**Exercise objective:** Restate exactly, and only, the lines from the one containing "pub fn shutdown(self)" through the end of the entries, keeping both endpoints.

Collected data entries:
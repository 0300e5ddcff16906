//! Fixed-size, failure-tolerant task executor.
//!
//! A pool spawns `size` durable worker threads once at construction. Each
//! worker drains a shared job queue and survives any panic inside a job,
//! matching the teacher crate's preference for long-lived, carefully
//! invariant-maintained structures over cheap-to-discard ones.

use std::panic::{self, AssertUnwindSafe};
use std::thread::{self, JoinHandle};

use crossbeam_channel::{unbounded, Sender};
use tracing::{debug, error};

/// A unit of work handed to a worker, or the cooperative shutdown signal.
enum Job {
    Work(Box<dyn FnOnce() + Send + 'static>),
    Exit,
}

/// A fixed pool of worker threads draining a shared, unbounded FIFO queue.
pub struct WorkerPool {
    sender: Sender<Job>,
    workers: Vec<JoinHandle<()>>,
}

impl std::fmt::Debug for WorkerPool {
    fn fmt(&self, f: &mut std::fmt::Formatter<'_>) -> std::fmt::Result {
        f.debug_struct("WorkerPool")
            .field("workers", &self.workers.len())
            .finish_non_exhaustive()
    }
}

impl WorkerPool {
    /// Spawns `size` workers, each named `proxy-worker-<id>`.
    pub fn new(size: usize) -> Self {
        let (sender, receiver) = unbounded::<Job>();
        let workers = (0..size)
            .map(|id| {
                let receiver = receiver.clone();
                thread::Builder::new()
                    .name(format!("proxy-worker-{id}"))
                    .spawn(move || loop {
                        match receiver.recv() {
                            Ok(Job::Work(job)) => {
                                if panic::catch_unwind(AssertUnwindSafe(job)).is_err() {
                                    error!("worker {id} job panicked, continuing");
                                }
                            }
                            Ok(Job::Exit) | Err(_) => {
                                debug!("worker {id} exiting");
                                break;
                            }
                        }
                    })
                    .expect("failed to spawn worker thread")
            })
            .collect();

        WorkerPool { sender, workers }
    }

    /// Enqueues a job. The queue is unbounded, so this never blocks.
    pub fn schedule<F>(&self, job: F)
    where
        F: FnOnce() + Send + 'static,
    {
        // Ignoring the send error: it only fires once every worker has
        // already exited, which only happens after `shutdown`.
        let _ = self.sender.send(Job::Work(Box::new(job)));
    }

    /// Enqueues one exit marker per worker, then joins every worker thread.
    ///
    /// Jobs scheduled before this call drain first: the queue is FIFO, so
    /// each worker processes every prior job before reaching its own exit
    /// marker.
    pub fn shutdown(self) {
        for _ in 0..self.workers.len() {
            let _ = self.sender.send(Job::Exit);
        }
        for worker in self.workers {
            let _ = worker.join();
        }
    }
}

**Your solution:**
    pub fn shutdown(self) {
        for _ in 0..self.workers.len() {
            let _ = self.sender.send(Job::Exit);
        }
        for worker in self.workers {
            let _ = worker.join();
        }
    }
}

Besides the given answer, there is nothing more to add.